COP 25 – Rencontre avec Teddy P. Taylor, jeune activiste libérien

Gabin, observateur pour le REFEDD à la COP 25, a rencontré Teddy, jeune activiste libérien. Il lui parle de son engagement, de la nécessité d’agir et de ce qu’il fait à la COP.

Pour commencer, petite présentation :

Je m’appelle Teddy P. Taylor et je viens du Liberia. Je suis l’un des jeunes délégués du Liberia. Je suis actuellement le ACE Focal Point pour le Liberia et je travaille également pour la Youth Climate Initiative. C’est un groupe de jeunes militant.e.s du changement climatique qui ont décidé d’agir au Liberia, après la COP 21 à Paris. Je travaille aussi pour l’association des étudiants libériens en tant que consultant en environnement.

Pourquoi as-tu commencé à t’engager pour la justice climatique ? Comment as-tu été sensibilisé à ces questions ?

Parce que je crois que les jeunes ont la passion et l’énergie. Je veux leur dire d’agir parce que le monde nous appartient et que toute décision ou action prise aujourd’hui pourra avoir un effet catastrophique à l’avenir, avec toute la destruction de nos terres et de notre société. Donc, en tant que jeunes, nous devons agir.

Le Liberia est un pays côtier et le changement climatique a donc un impact considérable sur le pays parce que nos principales infrastructures sont situées le long de ces côtes.
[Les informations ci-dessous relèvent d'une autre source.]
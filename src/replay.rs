//! Replay of the offline queue on reconnect.
//!
//! Queued mutations are applied oldest first (ties by id) through the same
//! commit functions as live traffic. Each applied id is written into the
//! inventory slice in the same fold as the mutation, so a replay interrupted
//! by a crash or timeout can simply be run again: recorded ids are skipped.
//! The first hard failure stops the drain and leaves that entry and every
//! later one queued.

use std::time::Duration;

use serde::Serialize;
use tracing::{info, warn};

use crate::context::ClientContext;
use crate::error::{LedgerError, LedgerResult};

#[derive(Debug, Clone, Default, PartialEq, Eq, Serialize)]
#[serde(rename_all = "camelCase")]
pub struct ReplayReport {
    /// Mutations that changed state.
    pub applied: usize,
    /// Already applied by an earlier, interrupted replay.
    pub skipped: usize,
    /// Accepted as handled without a state change: stale room writes and
    /// sales with nothing left to pour.
    pub dropped: usize,
    /// Entries removed from the queue.
    pub cleared: usize,
}

/// Drain the queue within the configured replay timeout, including any wait
/// behind a replay already in progress. On timeout the queue is left in place
/// and `Task` is returned; running again resumes.
pub async fn replay_queue(ctx: &ClientContext) -> LedgerResult<ReplayReport> {
    let timeout = Duration::from_millis(ctx.settings().replay_timeout_ms);
    let run = async {
        let _guard = ctx.replay_lock().lock().await;
        drain(ctx).await
    };
    match tokio::time::timeout(timeout, run).await {
        Ok(result) => result,
        Err(_) => {
            warn!(
                timeout_ms = ctx.settings().replay_timeout_ms,
                pending = ctx.pending_sync_count(),
                "Replay timed out, queue kept for retry"
            );
            Err(LedgerError::Task(format!(
                "replay timed out after {}ms",
                ctx.settings().replay_timeout_ms
            )))
        }
    }
}

async fn drain(ctx: &ClientContext) -> LedgerResult<ReplayReport> {
    let entries = ctx.queued_mutations()?;
    if entries.is_empty() {
        return Ok(ReplayReport::default());
    }

    info!(count = entries.len(), "Replaying offline queue");
    let mut report = ReplayReport::default();
    let mut handled = Vec::with_capacity(entries.len());

    for mutation in &entries {
        if ctx.was_replayed(&mutation.id)? {
            report.skipped += 1;
            handled.push(mutation.id.clone());
            continue;
        }

        match ctx.apply_queued(mutation) {
            Ok(()) => report.applied += 1,
            Err(e @ (LedgerError::StaleWrite { .. } | LedgerError::OutOfStock { .. })) => {
                warn!(
                    mutation_id = %mutation.id,
                    kind = %mutation.payload.kind(),
                    "Queued mutation dropped on replay: {e}"
                );
                ctx.mark_replayed(&mutation.id)?;
                report.dropped += 1;
            }
            Err(e) => {
                let reason = e.to_string();
                ctx.mark_queue_failed(&mutation.id, &reason)?;
                warn!(
                    mutation_id = %mutation.id,
                    kind = %mutation.payload.kind(),
                    applied = report.applied,
                    pending = ctx.pending_sync_count(),
                    "Replay stopped: {reason}"
                );
                return Err(LedgerError::ReplayFailure {
                    mutation_id: mutation.id.clone(),
                    reason,
                });
            }
        }
        handled.push(mutation.id.clone());

        // Let broadcast listeners and the flusher run between entries.
        tokio::task::yield_now().await;
    }

    report.cleared = ctx.finish_replay(&handled)?;
    info!(
        applied = report.applied,
        skipped = report.skipped,
        dropped = report.dropped,
        "Offline queue replayed"
    );
    Ok(report)
}

#[cfg(test)]
mod tests {
    use std::sync::Arc;

    use crate::broadcast::LocalBus;
    use crate::clock::ManualClock;
    use crate::context::ClientContext;
    use crate::error::LedgerError;
    use crate::identity::StaticIdentity;
    use crate::ledger::ProductKey;
    use crate::rooms::RoomStatus;
    use crate::settings::{set_setting, KEY_REPLAY_TIMEOUT_MS};
    use crate::store::MemoryKvStore;
    use crate::units::ContainerSize;

    fn rum() -> ProductKey {
        ProductKey::new("Old Monk", ContainerSize::Ml750)
    }

    fn client(clock: Arc<ManualClock>) -> ClientContext {
        ClientContext::open(
            Arc::new(MemoryKvStore::new()),
            Arc::new(LocalBus::new(64)),
            Arc::new(StaticIdentity::new("staff-2", "Dev", "bar")),
            clock,
        )
        .unwrap()
    }

    #[tokio::test]
    async fn test_replay_matches_live_application() {
        let sales = [2u32, 5, 1, 13, 4, 7];

        let live_clock = Arc::new(ManualClock::new(1_000));
        let live = client(live_clock.clone());
        live.onboard_product(rum(), 1, 0, None).unwrap();

        let offline_clock = Arc::new(ManualClock::new(1_000));
        let offline = client(offline_clock.clone());
        offline.onboard_product(rum(), 1, 0, None).unwrap();
        offline.go_offline();

        for n in sales {
            live_clock.advance(10);
            live.record_sale(&rum(), n).unwrap();
            offline_clock.advance(10);
            assert!(offline.record_sale(&rum(), n).unwrap().is_queued());
        }
        assert_eq!(offline.pending_sync_count(), sales.len());

        let report = offline.reconnect().await.unwrap();
        assert_eq!(report.applied, sales.len());
        assert_eq!(report.cleared, sales.len());
        assert_eq!(offline.pending_sync_count(), 0);

        let a = live.stock(&rum()).unwrap();
        let b = offline.stock(&rum()).unwrap();
        assert_eq!(a.current, b.current);
        assert_eq!(a.open_remainder_ml, b.open_remainder_ml);
        assert_eq!(a.sales_servings, b.sales_servings);
        assert_eq!(a.updated_at, b.updated_at);
        assert!(offline.inventory().unwrap().replayed_ids.is_empty());
    }

    #[tokio::test]
    async fn test_replay_sorts_by_creation_time() {
        let clock = Arc::new(ManualClock::new(0));
        let ctx = client(clock);
        ctx.go_offline();

        ctx.update_room_status("3", RoomStatus::Occupied, Some("Late"), 300)
            .unwrap();
        ctx.update_room_status("3", RoomStatus::Cleaning, None, 100)
            .unwrap();

        let report = ctx.reconnect().await.unwrap();
        assert_eq!(report.applied, 2);
        let room = ctx.room("3").unwrap().unwrap();
        assert_eq!(room.status, RoomStatus::Occupied);
        assert_eq!(room.last_updated, 300);
    }

    #[tokio::test]
    async fn test_stale_and_empty_entries_are_dropped_not_blocking() {
        let clock = Arc::new(ManualClock::new(500));
        let ctx = client(clock.clone());
        ctx.onboard_product(rum(), 0, 0, None).unwrap();
        ctx.update_room_status("8", RoomStatus::Vacant, None, 100)
            .unwrap();
        ctx.go_offline();

        ctx.update_room_status("8", RoomStatus::Occupied, None, 50)
            .unwrap();
        ctx.record_sale(&rum(), 1).unwrap();
        clock.advance(1);
        ctx.record_purchase(&rum(), 0, 1).unwrap();

        let report = ctx.reconnect().await.unwrap();
        assert_eq!(report.dropped, 2);
        assert_eq!(report.applied, 1);
        assert_eq!(ctx.pending_sync_count(), 0);
        assert_eq!(ctx.room("8").unwrap().unwrap().status, RoomStatus::Vacant);
        assert_eq!(ctx.stock(&rum()).unwrap().current.total_containers(), 1);
    }

    #[tokio::test]
    async fn test_failure_stops_replay_and_retry_is_exactly_once() {
        let clock = Arc::new(ManualClock::new(0));
        let ctx = client(clock.clone());
        ctx.onboard_product(rum(), 0, 2, None).unwrap();
        ctx.go_offline();

        let gin = ProductKey::new("Gin", ContainerSize::Ml750);
        clock.set(10);
        ctx.record_sale(&rum(), 2).unwrap();
        clock.set(20);
        let bad = match ctx.record_sale(&gin, 1).unwrap() {
            crate::context::MutationOutcome::Queued { mutation_id } => mutation_id,
            other => panic!("expected queued, got {other:?}"),
        };
        clock.set(30);
        ctx.record_sale(&rum(), 1).unwrap();

        match ctx.reconnect().await {
            Err(LedgerError::ReplayFailure { mutation_id, .. }) => assert_eq!(mutation_id, bad),
            other => panic!("expected ReplayFailure, got {other:?}"),
        }
        assert_eq!(ctx.pending_sync_count(), 3);
        assert_eq!(ctx.stock(&rum()).unwrap().sales_servings, 2);
        let failed = ctx
            .queued_mutations()
            .unwrap()
            .into_iter()
            .find(|m| m.id == bad)
            .unwrap();
        assert_eq!(failed.attempts, 1);
        assert!(failed.last_error.is_some());

        // Retry after fixing the cause: the first sale must not apply twice.
        ctx.onboard_product(gin.clone(), 0, 1, None).unwrap();
        let report = ctx.reconnect().await.unwrap();
        assert_eq!(report.skipped, 1);
        assert_eq!(report.applied, 2);
        assert_eq!(ctx.stock(&rum()).unwrap().sales_servings, 3);
        assert_eq!(ctx.stock(&gin).unwrap().sales_servings, 1);
        assert_eq!(ctx.pending_sync_count(), 0);
    }

    #[tokio::test]
    async fn test_discarded_poison_entry_unblocks_queue() {
        let clock = Arc::new(ManualClock::new(0));
        let ctx = client(clock.clone());
        ctx.onboard_product(rum(), 0, 1, None).unwrap();
        ctx.go_offline();

        clock.set(1);
        let poison = ctx
            .record_wastage(&rum(), 5_000, "spill")
            .unwrap();
        clock.set(2);
        ctx.record_sale(&rum(), 1).unwrap();

        assert!(ctx.reconnect().await.is_err());
        let id = match poison {
            crate::context::MutationOutcome::Queued { mutation_id } => mutation_id,
            other => panic!("expected queued, got {other:?}"),
        };
        assert!(ctx.discard_queued(&id).unwrap());

        let report = ctx.reconnect().await.unwrap();
        assert_eq!(report.applied, 1);
        assert_eq!(ctx.pending_sync_count(), 0);
    }

    #[tokio::test(start_paused = true)]
    async fn test_timed_out_replay_keeps_queue_and_can_be_retried() {
        let store = Arc::new(MemoryKvStore::new());
        set_setting(store.as_ref(), KEY_REPLAY_TIMEOUT_MS, "50").unwrap();
        let ctx = ClientContext::open(
            store,
            Arc::new(LocalBus::new(64)),
            Arc::new(StaticIdentity::new("staff-2", "Dev", "bar")),
            Arc::new(ManualClock::new(0)),
        )
        .unwrap();
        assert_eq!(ctx.settings().replay_timeout_ms, 50);
        ctx.onboard_product(rum(), 0, 2, None).unwrap();
        ctx.go_offline();
        ctx.record_sale(&rum(), 2).unwrap();
        ctx.record_sale(&rum(), 1).unwrap();

        // Another replay holds the lock past the deadline.
        let busy = ctx.replay_lock().lock().await;
        assert!(matches!(ctx.reconnect().await, Err(LedgerError::Task(_))));
        assert_eq!(ctx.pending_sync_count(), 2);
        assert_eq!(ctx.stock(&rum()).unwrap().sales_servings, 0);
        drop(busy);

        let report = ctx.reconnect().await.unwrap();
        assert_eq!(report.applied, 2);
        assert_eq!(ctx.pending_sync_count(), 0);
        assert_eq!(ctx.stock(&rum()).unwrap().sales_servings, 3);
    }

    #[tokio::test]
    async fn test_empty_queue_is_a_no_op() {
        let ctx = client(Arc::new(ManualClock::new(0)));
        assert_eq!(ctx.reconnect().await.unwrap(), super::ReplayReport::default());
    }
}
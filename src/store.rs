//! Durable key-value store seam.
//!
//! Client state slices, settings and the offline queue are persisted as JSON
//! strings under fixed keys. The SQLite implementation lives in `db`; the
//! in-memory one backs tests and throwaway clients.

use std::collections::HashMap;
use std::sync::Mutex;

use serde::de::DeserializeOwned;
use serde::Serialize;

use crate::error::{LedgerError, LedgerResult};

pub const KEY_INVENTORY: &str = "slice:inventory";
pub const KEY_ACCOUNTING: &str = "slice:accounting";
pub const KEY_ROOMS: &str = "slice:rooms";
pub const KEY_OFFLINE_QUEUE: &str = "offline_queue";

pub trait KvStore: Send + Sync {
    fn get(&self, key: &str) -> LedgerResult<Option<String>>;
    fn set(&self, key: &str, value: &str) -> LedgerResult<()>;
    fn remove(&self, key: &str) -> LedgerResult<()>;

    /// Journal a flush attempt. Stores without a journal ignore it.
    fn record_flush(&self, _slices: &str, _error: Option<&str>) -> LedgerResult<()> {
        Ok(())
    }
}

pub fn read_json<T: DeserializeOwned>(store: &dyn KvStore, key: &str) -> LedgerResult<Option<T>> {
    match store.get(key)? {
        Some(raw) => serde_json::from_str(&raw)
            .map(Some)
            .map_err(|e| LedgerError::Codec(format!("{key}: {e}"))),
        None => Ok(None),
    }
}

pub fn write_json<T: Serialize>(store: &dyn KvStore, key: &str, value: &T) -> LedgerResult<()> {
    let raw = serde_json::to_string(value)?;
    store.set(key, &raw)
}

#[derive(Debug, Default)]
pub struct MemoryKvStore {
    values: Mutex<HashMap<String, String>>,
}

impl MemoryKvStore {
    pub fn new() -> Self {
        Self::default()
    }
}

impl KvStore for MemoryKvStore {
    fn get(&self, key: &str) -> LedgerResult<Option<String>> {
        let values = self
            .values
            .lock()
            .map_err(|e| LedgerError::Persistence(e.to_string()))?;
        Ok(values.get(key).cloned())
    }

    fn set(&self, key: &str, value: &str) -> LedgerResult<()> {
        let mut values = self
            .values
            .lock()
            .map_err(|e| LedgerError::Persistence(e.to_string()))?;
        values.insert(key.to_string(), value.to_string());
        Ok(())
    }

    fn remove(&self, key: &str) -> LedgerResult<()> {
        let mut values = self
            .values
            .lock()
            .map_err(|e| LedgerError::Persistence(e.to_string()))?;
        values.remove(key);
        Ok(())
    }
}

#[cfg(test)]
mod tests {
    use super::*;

    #[test]
    fn test_memory_store_get_set_remove() {
        let store = MemoryKvStore::new();
        assert_eq!(store.get("a").unwrap(), None);
        store.set("a", "1").unwrap();
        store.set("a", "2").unwrap();
        assert_eq!(store.get("a").unwrap().as_deref(), Some("2"));
        store.remove("a").unwrap();
        store.remove("a").unwrap();
        assert_eq!(store.get("a").unwrap(), None);
    }

    #[test]
    fn test_json_helpers() {
        let store = MemoryKvStore::new();
        write_json(&store, "nums", &vec![1, 2, 3]).unwrap();
        let back: Option<Vec<i32>> = read_json(&store, "nums").unwrap();
        assert_eq!(back, Some(vec![1, 2, 3]));

        store.set("broken", "{").unwrap();
        let broken: LedgerResult<Option<Vec<i32>>> = read_json(&store, "broken");
        assert!(matches!(broken, Err(LedgerError::Codec(_))));
    }
}
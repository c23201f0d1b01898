use std::sync::atomic::{AtomicI64, Ordering};

/// Wall clock in epoch milliseconds.
pub trait Clock: Send + Sync {
    fn now_ms(&self) -> i64;
}

#[derive(Debug, Clone, Copy, Default)]
pub struct SystemClock;

impl Clock for SystemClock {
    fn now_ms(&self) -> i64 {
        chrono::Utc::now().timestamp_millis()
    }
}

/// Hand-driven clock for tests and scripted replays.
#[derive(Debug, Default)]
pub struct ManualClock(AtomicI64);

impl ManualClock {
    pub fn new(start_ms: i64) -> Self {
        Self(AtomicI64::new(start_ms))
    }

    pub fn set(&self, ms: i64) {
        self.0.store(ms, Ordering::SeqCst);
    }

    pub fn advance(&self, ms: i64) -> i64 {
        self.0.fetch_add(ms, Ordering::SeqCst) + ms
    }
}

impl Clock for ManualClock {
    fn now_ms(&self) -> i64 {
        self.0.load(Ordering::SeqCst)
    }
}

#[cfg(test)]
mod tests {
    use super::*;

    #[test]
    fn test_manual_clock() {
        let clock = ManualClock::new(100);
        assert_eq!(clock.now_ms(), 100);
        assert_eq!(clock.advance(50), 150);
        clock.set(10);
        assert_eq!(clock.now_ms(), 10);
    }

    #[test]
    fn test_system_clock_is_epoch_ms() {
        // 2020-01-01T00:00:00Z
        assert!(SystemClock.now_ms() > 1_577_836_800_000);
    }
}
Ainsi, nous devons prendre des mesures car les côtes ont déjà été touchées par la montée des océans. Une partie a déjà été touchée par l’érosion des côtes. La plupart de nos infrastructures politiques sont situées sur le littoral et sont également menacées par des catastrophes naturelles. En tant que jeunes, nous devons agir parce qu’en l’absence d’actions concrètes, il y aura des catastrophes.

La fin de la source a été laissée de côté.